## EXERCISE
Read through the data below and state how many of its lines contain the word "expected", adding nothing.

## DATASET RECORDS
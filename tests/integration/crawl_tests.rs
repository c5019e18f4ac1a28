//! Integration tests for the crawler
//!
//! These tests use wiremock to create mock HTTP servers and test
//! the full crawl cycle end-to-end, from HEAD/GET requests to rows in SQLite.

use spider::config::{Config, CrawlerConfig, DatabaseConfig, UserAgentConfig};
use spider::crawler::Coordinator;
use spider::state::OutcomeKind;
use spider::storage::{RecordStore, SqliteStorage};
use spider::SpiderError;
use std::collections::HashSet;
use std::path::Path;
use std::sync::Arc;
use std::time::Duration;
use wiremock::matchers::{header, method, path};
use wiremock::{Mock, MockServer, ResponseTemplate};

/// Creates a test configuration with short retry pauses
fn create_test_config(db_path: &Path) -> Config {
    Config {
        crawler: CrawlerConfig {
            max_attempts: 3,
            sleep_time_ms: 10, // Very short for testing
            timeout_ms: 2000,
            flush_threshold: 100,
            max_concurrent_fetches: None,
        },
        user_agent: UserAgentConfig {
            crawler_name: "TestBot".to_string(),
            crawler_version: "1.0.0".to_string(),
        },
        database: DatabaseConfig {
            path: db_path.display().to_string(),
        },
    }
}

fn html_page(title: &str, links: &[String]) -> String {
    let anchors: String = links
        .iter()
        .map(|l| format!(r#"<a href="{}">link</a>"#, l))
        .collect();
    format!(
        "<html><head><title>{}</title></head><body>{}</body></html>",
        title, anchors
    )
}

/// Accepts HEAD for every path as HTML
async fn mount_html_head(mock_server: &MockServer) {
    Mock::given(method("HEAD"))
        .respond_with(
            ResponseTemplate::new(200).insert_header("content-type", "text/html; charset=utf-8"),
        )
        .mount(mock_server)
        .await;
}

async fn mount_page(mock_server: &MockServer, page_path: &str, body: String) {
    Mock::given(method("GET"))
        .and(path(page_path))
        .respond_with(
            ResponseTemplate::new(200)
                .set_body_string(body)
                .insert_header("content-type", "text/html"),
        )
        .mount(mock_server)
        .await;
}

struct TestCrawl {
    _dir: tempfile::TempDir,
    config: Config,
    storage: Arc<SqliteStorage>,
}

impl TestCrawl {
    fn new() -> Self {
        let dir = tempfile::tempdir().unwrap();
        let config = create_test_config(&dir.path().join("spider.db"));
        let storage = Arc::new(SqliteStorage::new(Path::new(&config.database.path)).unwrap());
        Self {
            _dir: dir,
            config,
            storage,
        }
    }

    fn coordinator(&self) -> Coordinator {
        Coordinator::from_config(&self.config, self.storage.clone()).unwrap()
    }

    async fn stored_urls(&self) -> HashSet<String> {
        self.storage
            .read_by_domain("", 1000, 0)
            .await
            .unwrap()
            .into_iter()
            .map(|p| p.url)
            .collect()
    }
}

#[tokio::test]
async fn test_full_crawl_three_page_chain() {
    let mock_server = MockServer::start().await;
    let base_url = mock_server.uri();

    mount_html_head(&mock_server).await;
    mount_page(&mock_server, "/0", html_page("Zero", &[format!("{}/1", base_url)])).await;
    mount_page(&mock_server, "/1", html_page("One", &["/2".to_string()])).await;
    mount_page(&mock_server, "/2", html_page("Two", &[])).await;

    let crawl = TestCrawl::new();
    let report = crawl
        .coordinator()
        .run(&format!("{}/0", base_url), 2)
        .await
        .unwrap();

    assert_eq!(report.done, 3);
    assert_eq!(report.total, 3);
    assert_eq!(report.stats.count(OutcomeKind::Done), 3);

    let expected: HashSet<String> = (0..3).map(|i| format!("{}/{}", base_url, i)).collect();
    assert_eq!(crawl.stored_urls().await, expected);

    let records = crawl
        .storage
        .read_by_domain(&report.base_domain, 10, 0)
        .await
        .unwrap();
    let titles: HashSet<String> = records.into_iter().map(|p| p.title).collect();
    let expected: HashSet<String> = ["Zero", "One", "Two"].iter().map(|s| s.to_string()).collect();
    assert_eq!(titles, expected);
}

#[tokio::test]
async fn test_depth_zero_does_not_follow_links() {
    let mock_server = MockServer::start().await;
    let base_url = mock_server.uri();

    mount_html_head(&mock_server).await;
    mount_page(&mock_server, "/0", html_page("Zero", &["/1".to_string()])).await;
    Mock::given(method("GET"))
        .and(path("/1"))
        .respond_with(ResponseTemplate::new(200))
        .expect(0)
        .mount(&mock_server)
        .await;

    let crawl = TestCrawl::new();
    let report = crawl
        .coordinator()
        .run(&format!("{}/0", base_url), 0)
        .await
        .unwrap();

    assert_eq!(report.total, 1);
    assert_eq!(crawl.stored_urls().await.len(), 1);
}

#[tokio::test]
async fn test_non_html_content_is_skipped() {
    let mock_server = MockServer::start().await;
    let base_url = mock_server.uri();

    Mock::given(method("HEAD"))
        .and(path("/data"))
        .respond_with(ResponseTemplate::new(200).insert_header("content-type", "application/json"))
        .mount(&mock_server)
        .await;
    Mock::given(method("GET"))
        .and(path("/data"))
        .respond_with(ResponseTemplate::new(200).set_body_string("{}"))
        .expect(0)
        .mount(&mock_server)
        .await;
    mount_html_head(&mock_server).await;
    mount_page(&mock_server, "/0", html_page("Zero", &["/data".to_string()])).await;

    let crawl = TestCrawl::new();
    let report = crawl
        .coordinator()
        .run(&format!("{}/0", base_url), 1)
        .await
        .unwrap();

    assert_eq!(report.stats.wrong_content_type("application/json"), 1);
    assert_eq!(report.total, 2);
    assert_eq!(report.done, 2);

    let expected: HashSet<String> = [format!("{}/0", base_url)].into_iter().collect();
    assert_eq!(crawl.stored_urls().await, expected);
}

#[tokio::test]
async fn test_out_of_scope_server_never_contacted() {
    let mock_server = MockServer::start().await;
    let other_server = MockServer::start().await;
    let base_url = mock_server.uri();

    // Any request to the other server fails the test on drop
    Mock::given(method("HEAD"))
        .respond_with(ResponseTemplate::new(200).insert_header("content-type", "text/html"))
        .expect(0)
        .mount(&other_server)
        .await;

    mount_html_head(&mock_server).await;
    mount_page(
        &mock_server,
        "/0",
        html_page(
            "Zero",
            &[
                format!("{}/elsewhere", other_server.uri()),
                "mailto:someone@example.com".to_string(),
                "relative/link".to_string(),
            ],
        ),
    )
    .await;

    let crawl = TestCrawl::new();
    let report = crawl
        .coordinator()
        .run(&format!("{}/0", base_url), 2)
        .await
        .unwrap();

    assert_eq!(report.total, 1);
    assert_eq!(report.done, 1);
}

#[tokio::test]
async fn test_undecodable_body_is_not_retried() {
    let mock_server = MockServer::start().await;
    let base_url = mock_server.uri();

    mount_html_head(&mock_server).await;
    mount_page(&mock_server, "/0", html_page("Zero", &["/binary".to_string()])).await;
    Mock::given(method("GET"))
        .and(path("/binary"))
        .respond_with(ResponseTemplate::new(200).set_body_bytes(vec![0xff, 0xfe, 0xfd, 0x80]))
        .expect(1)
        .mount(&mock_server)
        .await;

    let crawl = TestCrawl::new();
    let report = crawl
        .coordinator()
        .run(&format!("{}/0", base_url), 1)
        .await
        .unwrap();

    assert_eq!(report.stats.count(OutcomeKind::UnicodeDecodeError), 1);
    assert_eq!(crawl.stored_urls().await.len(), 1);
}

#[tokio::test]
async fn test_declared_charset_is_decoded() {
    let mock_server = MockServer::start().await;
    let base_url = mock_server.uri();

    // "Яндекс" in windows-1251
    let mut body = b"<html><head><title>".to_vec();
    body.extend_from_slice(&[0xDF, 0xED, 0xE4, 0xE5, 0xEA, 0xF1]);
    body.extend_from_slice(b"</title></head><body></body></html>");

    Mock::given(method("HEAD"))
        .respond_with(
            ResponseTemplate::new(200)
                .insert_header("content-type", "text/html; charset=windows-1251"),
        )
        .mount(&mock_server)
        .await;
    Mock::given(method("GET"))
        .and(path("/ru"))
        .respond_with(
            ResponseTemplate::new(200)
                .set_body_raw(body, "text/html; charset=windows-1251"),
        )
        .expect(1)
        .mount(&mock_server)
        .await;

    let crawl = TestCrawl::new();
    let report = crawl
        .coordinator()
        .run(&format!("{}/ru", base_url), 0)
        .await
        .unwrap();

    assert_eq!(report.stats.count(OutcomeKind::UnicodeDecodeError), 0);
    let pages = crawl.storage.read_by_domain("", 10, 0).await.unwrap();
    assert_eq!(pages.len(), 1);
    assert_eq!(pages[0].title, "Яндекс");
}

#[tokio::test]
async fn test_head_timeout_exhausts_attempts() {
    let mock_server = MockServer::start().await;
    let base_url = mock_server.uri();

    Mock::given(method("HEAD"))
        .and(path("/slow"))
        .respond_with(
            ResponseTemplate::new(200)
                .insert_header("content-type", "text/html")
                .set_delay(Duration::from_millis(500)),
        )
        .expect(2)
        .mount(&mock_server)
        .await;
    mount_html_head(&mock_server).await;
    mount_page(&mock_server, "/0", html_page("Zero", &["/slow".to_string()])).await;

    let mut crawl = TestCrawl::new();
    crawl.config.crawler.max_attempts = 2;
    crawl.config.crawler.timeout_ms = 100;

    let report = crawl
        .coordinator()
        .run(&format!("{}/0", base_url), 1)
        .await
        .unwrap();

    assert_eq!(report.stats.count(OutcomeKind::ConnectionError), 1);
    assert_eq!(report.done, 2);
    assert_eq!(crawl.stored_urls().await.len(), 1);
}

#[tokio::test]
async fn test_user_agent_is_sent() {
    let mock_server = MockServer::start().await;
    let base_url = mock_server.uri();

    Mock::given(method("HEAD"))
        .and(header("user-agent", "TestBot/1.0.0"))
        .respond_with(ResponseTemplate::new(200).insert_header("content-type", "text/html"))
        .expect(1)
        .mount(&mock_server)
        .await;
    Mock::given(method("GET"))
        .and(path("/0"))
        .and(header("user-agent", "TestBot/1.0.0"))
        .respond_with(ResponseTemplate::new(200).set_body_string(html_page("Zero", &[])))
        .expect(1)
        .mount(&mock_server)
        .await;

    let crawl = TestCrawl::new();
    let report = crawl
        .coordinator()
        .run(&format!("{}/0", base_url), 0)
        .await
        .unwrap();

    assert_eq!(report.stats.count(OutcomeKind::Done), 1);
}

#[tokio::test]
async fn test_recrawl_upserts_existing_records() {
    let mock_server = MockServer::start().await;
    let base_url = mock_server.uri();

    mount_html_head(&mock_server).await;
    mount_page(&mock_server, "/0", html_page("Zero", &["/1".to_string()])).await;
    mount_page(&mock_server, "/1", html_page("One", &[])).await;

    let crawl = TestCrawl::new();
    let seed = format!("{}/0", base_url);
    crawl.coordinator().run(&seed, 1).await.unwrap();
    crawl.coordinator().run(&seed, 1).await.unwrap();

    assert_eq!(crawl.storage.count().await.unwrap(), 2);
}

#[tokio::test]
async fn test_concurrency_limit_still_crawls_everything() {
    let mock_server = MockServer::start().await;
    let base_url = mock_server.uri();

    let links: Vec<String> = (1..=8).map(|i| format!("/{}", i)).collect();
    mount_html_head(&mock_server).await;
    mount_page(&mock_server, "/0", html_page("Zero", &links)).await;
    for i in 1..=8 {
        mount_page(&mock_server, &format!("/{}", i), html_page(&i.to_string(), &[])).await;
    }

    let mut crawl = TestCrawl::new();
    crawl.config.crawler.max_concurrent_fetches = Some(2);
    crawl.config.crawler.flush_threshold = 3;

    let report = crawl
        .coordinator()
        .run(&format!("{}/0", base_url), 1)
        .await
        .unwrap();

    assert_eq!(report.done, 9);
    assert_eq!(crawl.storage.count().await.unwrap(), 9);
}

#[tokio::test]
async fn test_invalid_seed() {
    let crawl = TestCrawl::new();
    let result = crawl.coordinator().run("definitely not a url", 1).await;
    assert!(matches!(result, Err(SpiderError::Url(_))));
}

## RESPONSE FOR THIS EXERCISE
6